Your task is to find every line of the data that holds the string "rename" and copy it.

[Collected data]
_ _ _ _
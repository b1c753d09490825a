// ── Attribute value model ──
//
// Typed values for a single configuration attribute. Enumerations are
// stored as their canonical wire spelling, so equality is always
// wire-level equality.

use std::collections::BTreeSet;
use std::fmt;

use serde::{Deserialize, Serialize};
use serde_json::Value;

// ── EnumDomain ──────────────────────────────────────────────────────

/// A closed set of canonical wire values for an enumeration-backed attribute.
#[derive(Debug, PartialEq, Eq)]
pub struct EnumDomain {
    pub name: &'static str,
    pub values: &'static [&'static str],
}

impl EnumDomain {
    /// Map caller or server input to the canonical spelling.
    ///
    /// Matching ignores ASCII case and surrounding whitespace; the returned
    /// value is always the domain's own spelling.
    pub fn canonicalize(&self, raw: &str) -> Option<&'static str> {
        let raw = raw.trim();
        self.values
            .iter()
            .copied()
            .find(|v| v.eq_ignore_ascii_case(raw))
    }

    /// Allowed values joined for error messages.
    pub fn allowed(&self) -> String {
        self.values.join(", ")
    }
}

// ── AttributeKind ───────────────────────────────────────────────────

/// The value shape of an attribute.
#[derive(Debug, Clone, Copy, PartialEq, Eq)]
pub enum AttributeKind {
    String,
    Bool,
    Int,
    StringSet,
    Enum(&'static EnumDomain),
    EnumSet(&'static EnumDomain),
}

impl AttributeKind {
    pub fn is_set(self) -> bool {
        matches!(self, Self::StringSet | Self::EnumSet(_))
    }

    pub fn domain(self) -> Option<&'static EnumDomain> {
        match self {
            Self::Enum(d) | Self::EnumSet(d) => Some(d),
            _ => None,
        }
    }

    pub fn label(self) -> &'static str {
        match self {
            Self::String => "string",
            Self::Bool => "bool",
            Self::Int => "int",
            Self::StringSet => "string-set",
            Self::Enum(_) => "enum",
            Self::EnumSet(_) => "enum-set",
        }
    }
}

// ── AttributeValue ──────────────────────────────────────────────────

/// A concrete attribute value, as read from the server or declared by the caller.
///
/// `Absent` is the "no value" state of a scalar. Set-valued attributes use
/// an empty `Set` instead.
#[derive(Debug, Clone, PartialEq, Eq, Serialize, Deserialize)]
#[serde(untagged)]
pub enum AttributeValue {
    Absent,
    Bool(bool),
    Int(i64),
    String(String),
    Set(BTreeSet<String>),
}

impl AttributeValue {
    pub fn is_absent(&self) -> bool {
        matches!(self, Self::Absent)
    }

    pub fn as_set(&self) -> Option<&BTreeSet<String>> {
        match self {
            Self::Set(s) => Some(s),
            _ => None,
        }
    }

    /// Build a set value from any iterator of strings.
    pub fn set<I, S>(items: I) -> Self
    where
        I: IntoIterator<Item = S>,
        S: Into<String>,
    {
        Self::Set(items.into_iter().map(Into::into).collect())
    }

    /// Wire values for a modify operation.
    ///
    /// Sets come out sorted; `Absent` yields no values.
    pub fn render(&self) -> Vec<String> {
        match self {
            Self::Absent => Vec::new(),
            Self::Bool(b) => vec![b.to_string()],
            Self::Int(i) => vec![i.to_string()],
            Self::String(s) => vec![s.clone()],
            Self::Set(s) => s.iter().cloned().collect(),
        }
    }

    /// JSON form for add requests.
    pub fn to_json(&self) -> Value {
        match self {
            Self::Absent => Value::Null,
            Self::Bool(b) => Value::Bool(*b),
            Self::Int(i) => Value::from(*i),
            Self::String(s) => Value::String(s.clone()),
            Self::Set(s) => Value::Array(s.iter().cloned().map(Value::String).collect()),
        }
    }
}

impl fmt::Display for AttributeValue {
    fn fmt(&self, f: &mut fmt::Formatter<'_>) -> fmt::Result {
        match self {
            Self::Absent => write!(f, "-"),
            Self::Bool(b) => write!(f, "{b}"),
            Self::Int(i) => write!(f, "{i}"),
            Self::String(s) => write!(f, "{s}"),
            Self::Set(s) => {
                let items: Vec<&str> = s.iter().map(String::as_str).collect();
                write!(f, "[{}]", items.join(", "))
            }
        }
    }
}

// ── PlanValue ───────────────────────────────────────────────────────

/// The caller's intent for one attribute of a desired snapshot.
#[derive(Debug, Clone, PartialEq, Eq)]
pub enum PlanValue {
    /// Deferred to the server: never compared, never sent.
    Unknown,
    Known(AttributeValue),
}
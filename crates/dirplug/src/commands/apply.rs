//! `apply`: converge the server to a manifest.
//!
//! Every change is planned up front, so a manifest that cannot be applied
//! fails before the first write. The state file is saved after each step.

use serde::Serialize;
use tabled::Tabled;

use dirplug_core::{
    Applied, DesiredPlugin, LifecycleState, ManagedObject, Operation, PlannedChange,
    PluginController, PluginKind, Removal,
};

use crate::cli::{GlobalOpts, ManifestArgs};
use crate::commands::plan::{self, PlanEntry};
use crate::commands::util;
use crate::error::CliError;
use crate::state::StateFile;
use crate::{config, manifest, output};

/// What actually happened to one plugin.
#[derive(Debug, Serialize)]
struct Outcome {
    id: String,
    variant: PluginKind,
    result: &'static str,
    operations: Vec<Operation>,
}

#[derive(Tabled)]
struct OutcomeRow {
    #[tabled(rename = "ID")]
    id: String,
    #[tabled(rename = "VARIANT")]
    variant: String,
    #[tabled(rename = "RESULT")]
    result: String,
    #[tabled(rename = "OPERATIONS")]
    operations: String,
}

impl From<&Outcome> for OutcomeRow {
    fn from(o: &Outcome) -> Self {
        Self {
            id: o.id.clone(),
            variant: o.variant.to_string(),
            result: o.result.into(),
            operations: o
                .operations
                .iter()
                .map(ToString::to_string)
                .collect::<Vec<_>>()
                .join("\n"),
        }
    }
}

fn applied_result(planned: Option<&PlannedChange>, applied: &Applied) -> &'static str {
    if applied.state == LifecycleState::Adopted {
        "adopted"
    } else if matches!(planned, Some(PlannedChange::Create)) {
        "created"
    } else if applied.ops.is_empty() {
        "unchanged"
    } else {
        "updated"
    }
}

fn removal_result(removal: Removal) -> &'static str {
    match removal {
        Removal::Deleted => "deleted",
        Removal::AlreadyGone => "already-gone",
        Removal::Forgotten => "forgotten",
    }
}

async fn execute(
    controller: &PluginController,
    desired: &[DesiredPlugin],
    entries: &[PlanEntry],
    state: &mut StateFile,
    spinner: &indicatif::ProgressBar,
) -> Result<Vec<Outcome>, CliError> {
    let mut outcomes = Vec::with_capacity(entries.len());

    for plugin in desired {
        spinner.set_message(format!("applying {}", plugin.id));
        let planned = entries.iter().find(|e| e.id == plugin.id).map(|e| &e.change);
        let applied = controller.apply(plugin, state.get(&plugin.id)).await?;

        state.record(ManagedObject::new(
            plugin.id.clone(),
            plugin.kind,
            applied.state,
            applied.plugin.attributes.clone(),
        ));
        state.save()?;

        outcomes.push(Outcome {
            id: plugin.id.clone(),
            variant: plugin.kind,
            result: applied_result(planned, &applied),
            operations: applied
                .ops
                .iter()
                .map(|op| output::mask_operation(plugin.kind, op))
                .collect(),
        });
    }

    for entry in entries {
        if !matches!(entry.change, PlannedChange::Delete | PlannedChange::Forget) {
            continue;
        }
        spinner.set_message(format!("removing {}", entry.id));
        let removal = controller.remove(entry.variant, &entry.id).await?;
        state.remove(&entry.id);
        state.save()?;

        outcomes.push(Outcome {
            id: entry.id.clone(),
            variant: entry.variant,
            result: removal_result(removal),
            operations: Vec::new(),
        });
    }

    Ok(outcomes)
}

pub async fn handle(
    controller: &PluginController,
    args: &ManifestArgs,
    global: &GlobalOpts,
) -> Result<(), CliError> {
    let desired = manifest::load(&args.file)?;
    let mut state = StateFile::load(&config::state_path(global))?;
    let entries = plan::build(controller, &desired, &state).await?;

    let deletes: Vec<&str> = entries
        .iter()
        .filter(|e| e.change == PlannedChange::Delete)
        .map(|e| e.id.as_str())
        .collect();
    if !deletes.is_empty() {
        let prompt = format!(
            "Delete {} plugin(s) from the server ({})?",
            deletes.len(),
            deletes.join(", ")
        );
        if !util::confirm(&prompt, "delete plugins", global.yes)? {
            eprintln!("Aborted. Nothing was changed.");
            return Ok(());
        }
    }

    let spinner = util::spinner(global.quiet);
    let result = execute(controller, &desired, &entries, &mut state, &spinner).await;
    spinner.finish_and_clear();
    let outcomes = result?;

    let out = output::render_list(&global.output, &outcomes, |o| OutcomeRow::from(o), |o| {
        format!("{}\t{}", o.result, o.id)
    });
    output::print_output(&out, global.quiet);
    Ok(())
}

#[cfg(test)]
#[allow(clippy::unwrap_used)]
mod tests {
    use super::*;
    use dirplug_core::ObservedPlugin;
    use dirplug_core::registry::observed_from_attributes;

    fn applied(state: LifecycleState, ops: Vec<Operation>) -> Applied {
        Applied {
            plugin: ObservedPlugin {
                id: "x".into(),
                kind: PluginKind::Delay,
                attributes: observed_from_attributes(PluginKind::Delay, &serde_json::Map::new())
                    .unwrap(),
            },
            state,
            ops,
        }
    }

    #[test]
    fn result_labels() {
        let op = Operation::replace("enabled", vec!["true".into()]);
        assert_eq!(
            applied_result(
                Some(&PlannedChange::Create),
                &applied(LifecycleState::Managed, Vec::new())
            ),
            "created"
        );
        assert_eq!(
            applied_result(None, &applied(LifecycleState::Adopted, Vec::new())),
            "adopted"
        );
        assert_eq!(
            applied_result(None, &applied(LifecycleState::Managed, vec![op])),
            "updated"
        );
        assert_eq!(
            applied_result(
                Some(&PlannedChange::NoChange),
                &applied(LifecycleState::Managed, Vec::new())
            ),
            "unchanged"
        );
        assert_eq!(removal_result(Removal::AlreadyGone), "already-gone");
    }
}
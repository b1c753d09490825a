// ── Runtime connection configuration ──
//
// These types describe *how* to reach a directory server's configuration
// API. They carry credential data and connection tuning, but never touch
// disk. The CLI constructs a `ControllerConfig` and hands it in.

use std::time::Duration;

use secrecy::SecretString;
use url::Url;

/// How to authenticate with the configuration API.
#[derive(Debug, Clone)]
pub enum AuthCredentials {
    /// HTTP basic auth (root or topology administrator).
    Basic {
        username: String,
        password: SecretString,
    },
    /// Pre-issued OAuth bearer token.
    Bearer(SecretString),
}

/// TLS verification strategy.
#[derive(Debug, Clone, Default, PartialEq, Eq)]
pub enum TlsVerification {
    /// System CA store (strict).
    #[default]
    SystemDefaults,
    /// Custom CA certificate file.
    CustomCa(std::path::PathBuf),
    /// Skip verification (self-signed certs).
    DangerAcceptInvalid,
}

/// Configuration for one directory server.
///
/// Built by the CLI, passed to `PluginController`. Core never reads
/// config files.
#[derive(Debug, Clone)]
pub struct ControllerConfig {
    /// Server URL (e.g., `https://ds.example.com:1443`).
    pub url: Url,
    pub auth: AuthCredentials,
    pub tls: TlsVerification,
    /// Per-request timeout.
    pub timeout: Duration,
}

impl ControllerConfig {
    /// Config with strict TLS and a 30s timeout.
    pub fn new(url: Url, auth: AuthCredentials) -> Self {
        Self {
            url,
            auth,
            tls: TlsVerification::default(),
            timeout: Duration::from_secs(30),
        }
    }
}
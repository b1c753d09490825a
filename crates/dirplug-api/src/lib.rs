// dirplug-api: Async Rust client for the directory server configuration API

pub mod auth;
pub mod client;
pub mod error;
pub mod plugins;
pub mod transport;
pub mod types;

pub use auth::Credentials;
pub use client::ConfigClient;
pub use error::Error;
pub use transport::{TlsMode, TransportConfig};
pub use types::{
    AddPluginRequest, ListResponse, ModifyKind, ModifyOperation, PLUGIN_SCHEMA_PREFIX,
    PluginResponse, UpdateRequest, plugin_schema,
};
_ _ _ _
- Answer area
    #[tabled(rename = "ID")]
    #[tabled(rename = "VARIANT")]
    #[tabled(rename = "RESULT")]
    #[tabled(rename = "OPERATIONS")]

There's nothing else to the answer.